The sales forecast of about 12.3 billion Swiss francs ($10.5 billion) will probably not be achieved because of the current currency exchange rate, the Worblaufen-based company said today. Net income fell 32 percent to 473 million francs from 691 million francs a year earlier, missing the 482 million- franc median of nine analysts' estimates in a Bloomberg survey.
Third-quarter sales advanced 3.5 percent to 3.09 billion francs. Swisscom, which bought Italy's FastWeb last year, said its previous annual sales forecast was based on 1.65 francs per euro, compared with the current level of about 1.51 francs, reducing the value of FastWeb revenue when converted to francs.
Swisscom's average euro exchange rate for the year will be between 1.55 francs and 1.60 francs if the rate stays where it currently is, Chief Executive Officer Carsten Schloter said on a conference call today.
Earnings in the third quarter of 2007 were boosted by a 157 million-franc gain from Swisscom's sale of a Hungarian unit.
Swisscom lost 7 francs, or 1.9 percent to 360 in Zurich.
No Tiscali
Schloter, speaking on a conference call, ruled out buying Italian Internet provider Tiscali SpA and repeated Swisscom's criteria of ``sustainable growth'' at acquisition targets. ``Tiscali is clearly not on our agenda.''
Swisscom's operating free cash flow will be at the upper end of a 2.4 billion-franc to 2.5 billion-franc range for 2008, Swisscom said. Capital spending will be at the lower end of a 2.1 billion to 2.2 billion-franc range this year.
FastWeb, Italy's second-largest fixed-line phone company, said its third-quarter net loss narrowed to 2.1 million euros ($2.7 million) from 18.1 million euros a year earlier. The Italian unit contributed 426.8 million euros to Swisscom sales as it added a net 43,000 clients for its broadband offering.
The Italian company's earnings before interest, tax, depreciation and amortization gained 35 percent to 127 million euros.
In August, Milan-based FastWeb raised its 2008 Ebitda target to about 560 million euros. The company also predicted revenue will rise 15 percent to 1.64 billion euros this year. FastWeb said today that nine-month sales and Ebitda are in line with its full-year targets.
`Very Ambitious'
Swisscom Chief Financial Officer Ueli Dietiker said on a conference call that FastWeb's full-year targets mean fourth- quarter Ebitda will have to be about 160 million euros. ``It's very ambitious,'' Dietiker said. The Italian unit aims for higher-margin business in the fourth quarter, he said.
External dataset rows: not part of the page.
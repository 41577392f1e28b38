use crate::config::AppConfig;
use crate::domain::{CategoryId, Item, ItemId, ItemTree, ReminderId, Row};
use crate::reminder::backend::BackendSlot;
use crate::reminder::{ReminderQueue, ReminderTarget};
use crate::scheduler::{SaveOutcome, SaveScheduler};
use crate::storage;
use anyhow::Result;
use chrono::{DateTime, Local};
use std::path::PathBuf;
use std::time::{Duration, Instant};
use tracing::info;

/// Main application state: the item tree plus the reminder queue,
/// the debounced save scheduler and the notification backend slot.
/// Every mutation goes through here so the scheduler sees it.
pub struct App {
    tree: ItemTree,
    queue: ReminderQueue,
    scheduler: SaveScheduler,
    backend: BackendSlot,
    config: AppConfig,
    items_path: PathBuf,
}

impl App {
    /// Load config and the item snapshot from the data directory
    pub fn open() -> Result<Self> {
        let config = crate::config::load_or_init(storage::config_file()?);
        let items_path = storage::items_file()?;
        Self::with_paths(items_path, config)
    }

    /// Build an app against an explicit snapshot path
    pub fn with_paths(items_path: PathBuf, config: AppConfig) -> Result<Self> {
        let records = storage::load_items(&items_path)?;
        let mut tree = ItemTree::with_delimiter(&config.category_delimiter);
        for rec in records {
            tree.add_record(rec);
        }
        info!(
            "loaded {} items from {}",
            tree.item_count(),
            items_path.display()
        );
        let scheduler = SaveScheduler::new(Duration::from_millis(config.save_quiet_ms));
        Ok(Self {
            tree,
            queue: ReminderQueue::new(),
            scheduler,
            backend: BackendSlot::new(),
            config,
            items_path,
        })
    }

    pub fn tree(&self) -> &ItemTree {
        &self.tree
    }

    pub fn queue(&self) -> &ReminderQueue {
        &self.queue
    }

    pub fn config(&self) -> &AppConfig {
        &self.config
    }

    pub fn save_pending(&self) -> bool {
        self.scheduler.is_pending()
    }

    /// Case-insensitive item lookup by text, for addressing items from
    /// the command line
    pub fn find_item(&self, text: &str) -> Option<ItemId> {
        let needle = text.trim().to_lowercase();
        self.tree
            .items()
            .find(|i| i.text.to_lowercase() == needle)
            .map(|i| i.id)
    }

    fn touch(&mut self, now: Instant) {
        self.scheduler.note_change(now);
    }

    pub fn add_from_text(&mut self, raw: &str, now: Instant) -> Option<ItemId> {
        let id = self.tree.add_from_text(raw)?;
        self.touch(now);
        Some(id)
    }

    pub fn toggle_done(&mut self, id: ItemId, now: Instant) {
        self.tree.toggle_done(id);
        self.touch(now);
    }

    pub fn set_note(&mut self, id: ItemId, note: &str, now: Instant) {
        self.tree.set_note(id, note);
        self.touch(now);
    }

    /// Apply an edited label to a row: item rows get renamed, category
    /// rows rename-or-merge.
    pub fn edit_row(&mut self, row: Row, text: &str, now: Instant) {
        match row {
            Row::Item(id) => self.tree.rename_item(id, text),
            Row::Category(id) => self.tree.rename_or_merge_category(id, text),
        }
        self.touch(now);
    }

    pub fn move_item(&mut self, id: ItemId, dest: Option<CategoryId>, now: Instant) {
        self.tree.move_item(id, dest);
        self.touch(now);
    }

    pub fn delete_item(&mut self, id: ItemId, now: Instant) {
        if self.tree.delete_item(id).is_some() {
            self.queue.cancel_for_item(id);
            self.touch(now);
        }
    }

    /// Delete a category and its children; `confirm` is asked only
    /// when children would go with it.
    pub fn delete_category<F>(&mut self, id: CategoryId, confirm: F, now: Instant)
    where
        F: FnOnce(&str, usize) -> bool,
    {
        let removed = self.tree.delete_category(id, confirm);
        if removed.is_empty() {
            return;
        }
        for item in &removed {
            self.queue.cancel_for_item(item.id);
        }
        self.touch(now);
    }

    /// Remove every done item
    pub fn delete_done(&mut self, now: Instant) -> Vec<Item> {
        let removed = self.tree.delete_done();
        if !removed.is_empty() {
            for item in &removed {
                self.queue.cancel_for_item(item.id);
            }
            self.touch(now);
        }
        removed
    }

    pub fn set_reminder(
        &mut self,
        target: ReminderTarget,
        due_at: DateTime<Local>,
        now: Instant,
    ) -> Vec<ReminderId> {
        let ids = self.queue.schedule(&mut self.tree, target, due_at);
        if !ids.is_empty() {
            self.touch(now);
        }
        ids
    }

    pub fn clear_reminder(&mut self, item: ItemId, now: Instant) {
        self.queue.clear_for_item(&mut self.tree, item);
        self.touch(now);
    }

    /// One scheduler beat: fire due reminders and run a pending save
    /// whose quiet interval has elapsed. Returns true while reminders
    /// remain queued.
    pub fn tick(&mut self, now: Instant, wall: DateTime<Local>) -> bool {
        let more = if self.queue.is_empty() {
            false
        } else {
            let backend = self.backend.get_or_init(self.config.backend);
            self.queue.check_due(&mut self.tree, backend, wall)
        };
        if self.scheduler.due(now) {
            self.save_at(now);
        }
        more
    }

    fn save_at(&mut self, now: Instant) -> SaveOutcome {
        let records = self.tree.snapshot();
        let path = self.items_path.clone();
        self.scheduler
            .try_save(now, || storage::save_items(&path, &records))
    }

    /// Unconditional immediate save, for one-shot commands
    pub fn save_now(&mut self) -> Result<()> {
        storage::save_items(&self.items_path, &self.tree.snapshot())?;
        self.scheduler.finish_save(Instant::now(), true);
        Ok(())
    }

    /// Flush any pending edits and release the notification backend.
    /// Called once before exit so nothing typed in the last quiet
    /// interval is lost.
    pub fn shutdown(&mut self) {
        if self.scheduler.is_pending() {
            let records = self.tree.snapshot();
            let path = self.items_path.clone();
            let _ = self
                .scheduler
                .flush(|| storage::save_items(&path, &records));
        }
        self.backend.shutdown();
    }
}

#[cfg(test)]
mod tests {
    use super::*;
    use chrono::Duration as ChronoDuration;
    use pretty_assertions::assert_eq;
    use tempfile::tempdir;

    fn test_app(dir: &std::path::Path) -> App {
        App::with_paths(dir.join("items.json"), AppConfig::default()).unwrap()
    }

    #[test]
    fn test_add_and_save_round_trip() {
        let dir = tempdir().unwrap();
        let mut app = test_app(dir.path());
        let now = Instant::now();

        app.add_from_text("work: write report", now).unwrap();
        app.add_from_text("buy milk", now).unwrap();
        app.save_now().unwrap();

        let reloaded = test_app(dir.path());
        assert_eq!(reloaded.tree().item_count(), 2);
        assert!(reloaded.tree().category_by_name("work").is_some());
    }

    #[test]
    fn test_mutations_arm_the_scheduler() {
        let dir = tempdir().unwrap();
        let mut app = test_app(dir.path());
        let now = Instant::now();
        assert!(!app.save_pending());

        let id = app.add_from_text("task", now).unwrap();
        assert!(app.save_pending());
        app.save_now().unwrap();
        assert!(!app.save_pending());

        app.toggle_done(id, now);
        assert!(app.save_pending());
    }

    #[test]
    fn test_tick_autosaves_after_quiet_interval() {
        let dir = tempdir().unwrap();
        let mut app = test_app(dir.path());
        let t0 = Instant::now();
        let quiet = Duration::from_millis(app.config().save_quiet_ms);

        app.add_from_text("task", t0).unwrap();
        app.tick(t0 + quiet - Duration::from_millis(1), Local::now());
        assert!(!dir.path().join("items.json").exists());

        app.tick(t0 + quiet, Local::now());
        assert!(dir.path().join("items.json").exists());
        assert!(!app.save_pending());
    }

    #[test]
    fn test_shutdown_flushes_pending_edits() {
        let dir = tempdir().unwrap();
        let mut app = test_app(dir.path());

        app.add_from_text("last minute", Instant::now()).unwrap();
        app.shutdown();

        let reloaded = test_app(dir.path());
        assert_eq!(reloaded.tree().item_count(), 1);
    }

    #[test]
    fn test_delete_item_cancels_its_reminder() {
        let dir = tempdir().unwrap();
        let mut app = test_app(dir.path());
        let now = Instant::now();

        let id = app.add_from_text("doomed", now).unwrap();
        app.set_reminder(
            ReminderTarget::Item(id),
            Local::now() - ChronoDuration::seconds(1),
            now,
        );
        app.delete_item(id, now);

        assert!(app.queue().is_empty());
        // The tick has nothing left to fire
        assert!(!app.tick(now, Local::now()));
    }

    #[test]
    fn test_delete_category_cancels_child_reminders() {
        let dir = tempdir().unwrap();
        let mut app = test_app(dir.path());
        let now = Instant::now();

        app.add_from_text("work: a", now).unwrap();
        app.add_from_text("work: b", now).unwrap();
        let cat = app.tree().category_by_name("work").unwrap();
        let ids = app.set_reminder(
            ReminderTarget::Category(cat),
            Local::now() + ChronoDuration::seconds(60),
            now,
        );
        assert_eq!(ids.len(), 2);

        app.delete_category(cat, |_, _| true, now);
        assert!(app.queue().is_empty());
        assert!(app.tree().is_empty());
    }

    #[test]
    fn test_clear_reminder_unschedules_item() {
        let dir = tempdir().unwrap();
        let mut app = test_app(dir.path());
        let now = Instant::now();

        let id = app.add_from_text("later", now).unwrap();
        app.set_reminder(
            ReminderTarget::Item(id),
            Local::now() + ChronoDuration::seconds(60),
            now,
        );
        assert_eq!(app.queue().len(), 1);

        app.clear_reminder(id, now);
        assert!(app.queue().is_empty());
        assert!(app.tree().item(id).unwrap().reminder.is_none());
        // A tick after the due time must stay silent
        assert!(!app.tick(now, Local::now() + ChronoDuration::seconds(120)));
    }

    #[test]
    fn test_edit_row_renames_item() {
        let dir = tempdir().unwrap();
        let mut app = test_app(dir.path());
        let now = Instant::now();

        let id = app.add_from_text("tpyo", now).unwrap();
        app.edit_row(Row::Item(id), "typo", now);
        assert_eq!(app.tree().item(id).unwrap().text, "typo");
    }

    #[test]
    fn test_edit_row_merges_categories() {
        let dir = tempdir().unwrap();
        let mut app = test_app(dir.path());
        let now = Instant::now();

        let x = app.add_from_text("a: x", now).unwrap();
        app.add_from_text("b: y", now).unwrap();
        let a = app.tree().category_by_name("a").unwrap();
        let b = app.tree().category_by_name("b").unwrap();

        app.edit_row(Row::Category(a), "b", now);
        assert!(app.tree().category(a).is_none());
        assert_eq!(app.tree().item(x).unwrap().category, Some(b));
        assert_eq!(app.tree().category_progress(b), (0, 2));
    }

    #[test]
    fn test_move_item_to_top_level_cascades_source() {
        let dir = tempdir().unwrap();
        let mut app = test_app(dir.path());
        let now = Instant::now();

        let id = app.add_from_text("work: only child", now).unwrap();
        let cat = app.tree().category_by_name("work").unwrap();

        app.move_item(id, None, now);
        assert!(app.tree().item(id).unwrap().category.is_none());
        assert!(app.tree().category(cat).is_none());
        assert!(app.save_pending());
    }

    #[test]
    fn test_find_item_is_case_insensitive() {
        let dir = tempdir().unwrap();
        let mut app = test_app(dir.path());
        let now = Instant::now();

        let id = app.add_from_text("Buy Milk", now).unwrap();
        assert_eq!(app.find_item("buy milk"), Some(id));
        assert_eq!(app.find_item("  BUY MILK "), Some(id));
        assert!(app.find_item("missing").is_none());
    }

    #[test]
    fn test_delete_done_reports_removed() {
        let dir = tempdir().unwrap();
        let mut app = test_app(dir.path());
        let now = Instant::now();

        let a = app.add_from_text("keep", now).unwrap();
        let b = app.add_from_text("drop", now).unwrap();
        app.toggle_done(b, now);

        let removed = app.delete_done(now);
        assert_eq!(removed.len(), 1);
        assert_eq!(removed[0].text, "drop");
        assert!(app.tree().item(a).is_some());
    }
}
pub mod backend;

use crate::domain::{CategoryId, ItemId, ItemTree, ReminderId};
use backend::{DueReminder, NotificationBackend};
use chrono::{DateTime, Local};
use std::time::Duration;
use tracing::{debug, warn};

/// How often the pending queue is polled against the clock
pub const POLL_INTERVAL: Duration = Duration::from_secs(3);

/// A scheduled notification for one item
#[derive(Debug, Clone)]
pub struct Reminder {
    pub id: ReminderId,
    pub item: ItemId,
    pub due_at: DateTime<Local>,
}

/// Target of a set-reminder action. A category fans out to its items;
/// categories never hold reminders themselves.
#[derive(Debug, Clone, Copy)]
pub enum ReminderTarget {
    Item(ItemId),
    Category(CategoryId),
}

/// Pending reminders kept in ascending due-time order, so only the
/// head needs checking. The queue owns the reminders; items hold
/// non-owning back-references for display and cancellation.
#[derive(Debug, Default)]
pub struct ReminderQueue {
    pending: Vec<Reminder>,
}

impl ReminderQueue {
    pub fn new() -> Self {
        Self::default()
    }

    pub fn len(&self) -> usize {
        self.pending.len()
    }

    pub fn is_empty(&self) -> bool {
        self.pending.is_empty()
    }

    pub fn head(&self) -> Option<&Reminder> {
        self.pending.first()
    }

    pub fn get(&self, id: ReminderId) -> Option<&Reminder> {
        self.pending.iter().find(|r| r.id == id)
    }

    /// Schedule a reminder on an item, or on every item of a
    /// category. Returns the ids of the reminders created.
    pub fn schedule(
        &mut self,
        tree: &mut ItemTree,
        target: ReminderTarget,
        due_at: DateTime<Local>,
    ) -> Vec<ReminderId> {
        match target {
            ReminderTarget::Item(item) => {
                self.schedule_item(tree, item, due_at).into_iter().collect()
            }
            ReminderTarget::Category(cat) => {
                let children: Vec<ItemId> = tree.children(cat).iter().map(|i| i.id).collect();
                children
                    .into_iter()
                    .filter_map(|child| self.schedule_item(tree, child, due_at))
                    .collect()
            }
        }
    }

    fn schedule_item(
        &mut self,
        tree: &mut ItemTree,
        item: ItemId,
        due_at: DateTime<Local>,
    ) -> Option<ReminderId> {
        tree.item(item)?;
        // One reminder per item: replace any previous one
        self.clear_for_item(tree, item);
        let reminder = Reminder {
            id: ReminderId::new(),
            item,
            due_at,
        };
        let id = reminder.id;
        // Sort-preserving insert; ties keep insertion order
        let pos = self.pending.partition_point(|r| r.due_at <= due_at);
        self.pending.insert(pos, reminder);
        tree.set_reminder_ref(item, id);
        Some(id)
    }

    /// Remove a reminder from any position in the queue and clear the
    /// item's back-reference. No-op if already fired or removed.
    pub fn clear(&mut self, tree: &mut ItemTree, id: ReminderId) {
        if let Some(pos) = self.pending.iter().position(|r| r.id == id) {
            let reminder = self.pending.remove(pos);
            tree.clear_reminder_ref(reminder.item);
        }
    }

    /// Remove any reminder targeting `item` and clear its back-reference
    pub fn clear_for_item(&mut self, tree: &mut ItemTree, item: ItemId) {
        self.pending.retain(|r| r.item != item);
        tree.clear_reminder_ref(item);
    }

    /// Drop queue entries whose target item was just deleted, so the
    /// reminder can never fire for it.
    pub fn cancel_for_item(&mut self, item: ItemId) {
        self.pending.retain(|r| r.item != item);
    }

    /// Drain every currently-due entry in ascending due-time order.
    /// Targets that no longer resolve are skipped silently; items
    /// marked done are removed without notifying; backend delivery
    /// errors are logged and the reminder still counts as handled.
    ///
    /// Returns true while entries remain pending; false once the
    /// queue is empty, telling the caller to cancel the poll timer.
    pub fn check_due(
        &mut self,
        tree: &mut ItemTree,
        mut backend: Option<&mut dyn NotificationBackend>,
        now: DateTime<Local>,
    ) -> bool {
        while let Some(head) = self.pending.first() {
            if head.due_at > now {
                break;
            }
            let reminder = self.pending.remove(0);
            let Some(item) = tree.item(reminder.item) else {
                debug!("reminder target no longer exists, skipping");
                continue;
            };
            if !item.done {
                if let Some(backend) = backend.as_deref_mut() {
                    let due = DueReminder {
                        text: item.text.clone(),
                        due_at: reminder.due_at,
                    };
                    if let Err(e) = backend.notify(&due) {
                        warn!("reminder notification failed: {e}");
                    }
                }
            }
            tree.clear_reminder_ref(reminder.item);
        }
        !self.pending.is_empty()
    }
}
FastWeb jumped as much as 9.3 percent to 16.97 euros in Milan trading, making it the best performer on Milan's benchmark S&P/MIB Index. The stock traded at 16.60 euros as of 10:43 a.m.
Cheuvreux raised its recommendation on FastWeb's stock to ``outperform'' from ``underperform'' after the report.
Founded in 1999 to challenge Telecom Italia SpA, FastWeb has been unprofitable every year since its initial public offering in March 2000. In December, the company, led by CEO Stefano Parisi, postponed by one year to 2008 its forecast to break even for the first time.
FastWeb's strategy is focusing on selling more high-speed Internet access, challenging Telecom Italia for corporate customers, increasing market share, consolidating its position in the residential market and offering new services.